"Don't you think we ought to follow him? He'll do mischief to himself or somebody else, I am afraid. He's a raving maniac at this moment."
"I do not think he will do any mischief."
"I never saw a man look so like as if he meant what he said."
"No doubt. But I have known Cheyne many years, and you have met him for the first time today. All the time I have known him he has been the most peaceful of men."
"Yes; but these peaceful men, when they break out, are always the worst. How infernally unlucky I was to say anything about that letter!"
"But no one could have foreseen the consequences. Ninety-nine out of a hundred would have laughed at the whole thing. But you did not know Cheyne is sensitive about his name being the same as that of the Duke of Shropshire."

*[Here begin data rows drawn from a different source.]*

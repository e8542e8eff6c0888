//! API error types and responses.
//!
//! This module defines the standard error format for all API responses.

use axum::extract::rejection::JsonRejection;
use axum::http::StatusCode;
use axum::response::{IntoResponse, Response};
use axum::Json;
use serde::Serialize;
use thiserror::Error;

use flowlabs_auth::AuthError;
use flowlabs_engine::{EngineError, ErrorKind};

/// API error type that implements `IntoResponse`.
#[derive(Debug, Error)]
pub enum ApiError {
    /// Missing or invalid authentication token.
    #[error("unauthorized")]
    Unauthorized,

    /// The account may not perform this request.
    #[error("forbidden: {0}")]
    Forbidden(String),

    /// The requested resource was not found.
    #[error("not found: {0}")]
    NotFound(String),

    /// The request conflicts with the current state.
    #[error("conflict: {0}")]
    Conflict(String),

    /// Too many requests, rate limited.
    #[error("rate limited")]
    RateLimited,

    /// Invalid request body or parameters.
    #[error("bad request: {0}")]
    BadRequest(String),

    /// A credential or URL the request needs is not configured.
    #[error("not configured: {0}")]
    PreconditionFailed(String),

    /// A backend service failed.
    #[error("upstream error: {0}")]
    BadGateway(String),

    /// Internal server error.
    #[error("internal error: {0}")]
    Internal(String),
}

/// Error response body.
#[derive(Debug, Serialize)]
struct ErrorResponse {
    error: ErrorBody,
}

/// Error details.
#[derive(Debug, Serialize)]
struct ErrorBody {
    code: &'static str,
    message: String,
}

impl ApiError {
    /// Get the HTTP status code for this error.
    #[must_use]
    pub const fn status_code(&self) -> StatusCode {
        match self {
            Self::Unauthorized => StatusCode::UNAUTHORIZED,
            Self::Forbidden(_) => StatusCode::FORBIDDEN,
            Self::NotFound(_) => StatusCode::NOT_FOUND,
            Self::Conflict(_) => StatusCode::CONFLICT,
            Self::RateLimited => StatusCode::TOO_MANY_REQUESTS,
            Self::BadRequest(_) => StatusCode::BAD_REQUEST,
            Self::PreconditionFailed(_) => StatusCode::PRECONDITION_FAILED,
            Self::BadGateway(_) => StatusCode::BAD_GATEWAY,
            Self::Internal(_) => StatusCode::INTERNAL_SERVER_ERROR,
        }
    }

    /// Get the error code string for this error.
    #[must_use]
    pub const fn code(&self) -> &'static str {
        match self {
            Self::Unauthorized => "unauthorized",
            Self::Forbidden(_) => "forbidden",
            Self::NotFound(_) => "not_found",
            Self::Conflict(_) => "conflict",
            Self::RateLimited => "rate_limited",
            Self::BadRequest(_) => "bad_request",
            Self::PreconditionFailed(_) => "not_configured",
            Self::BadGateway(_) => "upstream_error",
            Self::Internal(_) => "internal_error",
        }
    }
}

impl IntoResponse for ApiError {
    fn into_response(self) -> Response {
        let status = self.status_code();
        let code = self.code();
        let message = self.to_string();

        let body = ErrorResponse {
            error: ErrorBody { code, message },
        };

        (status, Json(body)).into_response()
    }
}

impl From<EngineError> for ApiError {
    fn from(err: EngineError) -> Self {
        let message = err.notification();
        match err.kind() {
            ErrorKind::Validation => Self::BadRequest(message),
            ErrorKind::Configuration => Self::PreconditionFailed(message),
            ErrorKind::NotFound => Self::NotFound(message),
            ErrorKind::Conflict => Self::Conflict(message),
            ErrorKind::RemoteService => {
                tracing::error!(error = %err, retriable = err.is_retriable(), "Backend call failed");
                Self::BadGateway(message)
            }
        }
    }
}

impl From<JsonRejection> for ApiError {
    fn from(rejection: JsonRejection) -> Self {
        Self::BadRequest(rejection.body_text())
    }
}

impl From<AuthError> for ApiError {
    fn from(err: AuthError) -> Self {
        match err {
            AuthError::InvalidInput(msg) | AuthError::WeakPassword(msg) => Self::BadRequest(msg),
            AuthError::InvalidCredentials | AuthError::TokenExpired | AuthError::InvalidToken(_) => {
                Self::Unauthorized
            }
            AuthError::EmailNotConfirmed => {
                Self::Forbidden("confirm your email address before signing in".to_string())
            }
            AuthError::UserExists => Self::Conflict("user already registered".to_string()),
            AuthError::RateLimited => Self::RateLimited,
            AuthError::Remote { .. } => {
                tracing::error!(error = %err, "Identity service error");
                Self::BadGateway("identity service error".to_string())
            }
            AuthError::Internal(_) => {
                tracing::error!(error = %err, "Auth internal error");
                Self::Internal("authentication service error".to_string())
            }
        }
    }
}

"I hadn't the slightest idea of anything of the kind."
"Of course not, or you would not have spoken. Cheyne is the very soul of honour, and a very excellent fellow, although he tells lies about knowing peers and big pots of all kinds. He said to you he had just had a letter from the Earl of Sark. Now 111 lay you a level shilling that there is----"
"No such title."
"Oh no! Cheyne isn't such a fool as that. But I'll lay you a level shilling that if you look in a morning paper you'll find the Earl of Sark has been doing or saying something. He has either spoken in the House, or written a letter to the secretary of a club, or laid the foundation-stone of a church, or bought a racer of some note, or done something else that has for the moment lifted him out of the ruck of the peers."